## WHAT IS EXPECTED
Return every line from the listing where the word "SessionData" occurs.

## INPUT DATA
......
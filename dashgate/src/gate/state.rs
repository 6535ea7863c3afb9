//! セッション単位の状態遷移
//!
//! `Unauthenticated` → `Authenticated`（正しい認証情報の送信）→
//! `Unauthenticated`（ログアウト）の2状態のみ。
//! ここはレンダリングにもストアにも依存しない。

use crate::session::SessionData;
use crate::view::View;
use axum::http::Method;
use serde::Deserialize;

/// ログアウトを表す `action` フィールドの値
pub const LOGOUT_ACTION: &str = "logout";

/// セッションの認証状態
#[derive(Debug, Clone, Copy, PartialEq, Eq, Default)]
pub enum AccessState {
    /// 未ログイン（初期状態）
    #[default]
    Unauthenticated,
    /// ログイン済み
    Authenticated,
}

impl From<SessionData> for AccessState {
    fn from(data: SessionData) -> Self {
        if data.authenticated {
            AccessState::Authenticated
        } else {
            AccessState::Unauthenticated
        }
    }
}

/// 送信されたフォーム
///
/// 欠けているフィールドは空文字列として扱う。
#[derive(Debug, Clone, Default, PartialEq, Eq, Deserialize)]
#[serde(default)]
pub struct LoginForm {
    /// メールアドレス
    pub email: String,
    /// パスワード
    pub password: String,
    /// `logout` ならログアウト要求
    pub action: String,
}

impl LoginForm {
    /// urlencodedボディを解析する（解析できなければ空フォーム）
    pub fn from_urlencoded(body: &[u8]) -> Self {
        serde_urlencoded::from_bytes(body).unwrap_or_default()
    }

    /// ログアウト要求か
    pub fn is_logout(&self) -> bool {
        self.action == LOGOUT_ACTION
    }
}

/// リクエストが意図する操作
#[derive(Debug, Clone, Copy, PartialEq, Eq)]
pub enum Intent<'a> {
    /// セッションを破棄してリダイレクト
    Logout,
    /// 認証情報の検証
    Login {
        /// 前後の空白を除いたメールアドレス
        email: &'a str,
        /// パスワード（そのまま）
        password: &'a str,
    },
    /// 現在の状態を表示
    Show,
}

/// 状態・メソッド・フォームから操作を決める
pub fn classify<'a>(state: AccessState, method: &Method, form: &'a LoginForm) -> Intent<'a> {
    if form.is_logout() {
        return Intent::Logout;
    }
    if state == AccessState::Unauthenticated && *method == Method::POST {
        return Intent::Login {
            email: form.email.trim(),
            password: &form.password,
        };
    }
    Intent::Show
}

/// 状態に対応する画面（エラーなし）
pub fn view_for(state: AccessState) -> View {
    match state {
        AccessState::Unauthenticated => View::login(),
        AccessState::Authenticated => View::Dashboard,
    }
}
......
## OUTPUT
use crate::session::SessionData;
impl From<SessionData> for AccessState {
    fn from(data: SessionData) -> Self {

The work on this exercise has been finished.